My wife is an immuno-oncology researcher. From what I understand of her work (very little), the concept of peptide based cancer therapy goes back at least 20 years. Most of the major players (Amgen, Pfizer, Genzyme, Novartis) have immuno-oncology programs. If there is any truth to the claims being made in the OP, rest assured that big pharma will quickly buy the research. Pfizer’s entire pipeline model is based on parachuting into mid-level research ready for Stage 2 trials.

Put me down as very skeptical.

Edited to add a link to a literature survey on peptide based cancer treatment developments.


Numerous groups have been promising “cures” for cancer for decades. None have panned out.

It may be possible, or it may be researchers fishing for grant funding. It doesn’t help that an entire for-profit industry has been built on “charities” offering to cure cancer, and the largest of those charities are opaque about where that money goes, actively hostile to calls for transparency, and score very low on charity watch dog groups for this and on the occasions when the fraction of their funding that makes it to research is discovered (very little). In other words, charity scams.

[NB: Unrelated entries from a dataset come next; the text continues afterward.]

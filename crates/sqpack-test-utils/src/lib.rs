//! Test utilities for sqpack-rs
//!
//! Provides synthetic archive builders for unit and integration tests, and
//! discovery of a real game installation for opt-in tests and examples.

pub mod encode;
pub mod writer;

pub use encode::{Block, ModelSpec};
pub use writer::GameDirBuilder;

use std::path::{Path, PathBuf};

/// Environment variable pointing at a game directory (the one holding `sqpack/`)
pub const GAME_PATH_ENV: &str = "SQPACK_GAME_PATH";

/// Attempts to locate a real game installation
pub fn find_game_data() -> Option<PathBuf> {
    // Strategy 1: Check environment variable
    if let Ok(path) = std::env::var(GAME_PATH_ENV) {
        let path = PathBuf::from(shellexpand::tilde(&path).to_string());
        if is_valid_game_data(&path) {
            return Some(path);
        }
    }

    // Strategy 2: Check common installation paths
    common_game_paths()
        .into_iter()
        .find(|path| is_valid_game_data(path))
}

fn common_game_paths() -> Vec<PathBuf> {
    let candidates: &[&str] = if cfg!(windows) {
        &[
            "C:\\Program Files (x86)\\SquareEnix\\FINAL FANTASY XIV - A Realm Reborn\\game",
            "C:\\Program Files\\SquareEnix\\FINAL FANTASY XIV - A Realm Reborn\\game",
        ]
    } else if cfg!(target_os = "macos") {
        &[
            "~/Library/Application Support/FINAL FANTASY XIV ONLINE/Bottles/published_Final_Fantasy/drive_c/Program Files (x86)/SquareEnix/FINAL FANTASY XIV - A Realm Reborn/game",
        ]
    } else {
        &[
            "~/.xlcore/ffxiv/game",
            "~/games/ffxiv/game",
            "/opt/ffxiv/game",
        ]
    };

    candidates
        .iter()
        .map(|p| PathBuf::from(shellexpand::tilde(p).to_string()))
        .collect()
}

/// Check if a path looks like a game directory with SqPack data
pub fn is_valid_game_data(path: &Path) -> bool {
    path.join("sqpack").join("ffxiv").is_dir()
}

/// Print instructions for pointing tests at a game installation
pub fn print_setup_instructions() {
    println!("Game Data Setup Instructions:");
    println!("=============================");
    println!();
    println!("To run tests and examples that require game files, set:");
    println!();
    println!("  {GAME_PATH_ENV} = /path/to/game");
    println!();
    println!("The directory should contain:");
    println!("  - sqpack/ffxiv/  (base game index and dat files)");
    println!("  - sqpack/exN/    (expansion index and dat files, optional)");
}

/// Get a game data path or skip the test with a helpful message
#[macro_export]
macro_rules! require_game_data {
    () => {
        match $crate::find_game_data() {
            Some(path) => path,
            None => {
                println!("Skipping test - no game data found");
                $crate::print_setup_instructions();
                return;
            }
        }
    };
}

Extraordinary claims require extraordinary proof. Until then, skepticism is advisable.

It’s also worth noting that the lab doing the research may not be to blame for the inflated claims. Science journalism has a credibility crisis, born of inexpert understanding and a need to sell ad space alongside their stories.

As a cancer survivor, I want effective treatments and preventative measures as much as anyone. But I also know the media preys on the hopes of survivors and their friends and families.


This was one of my thoughts on the story. Like breaking out the kittens and children in advertising.

Still, worth a Google alert for future developments.


Yup. Like all of journalism in our capitalist society, it’s systemic, with a strong selection bias in favor of flexible ethics.

But I concur. I’m always on the lookout for what’s going on in cancer research and appreciate the heads-up.


Here’s the problem. There is no such thing as “cancer”. There are multiple types and each behave in different ways and respond to different treatments differently. You might have a cure for a type of cancer, but it’s unlikely you’ll have a universal cure.

I am siding with press hype and oversimplification on this one.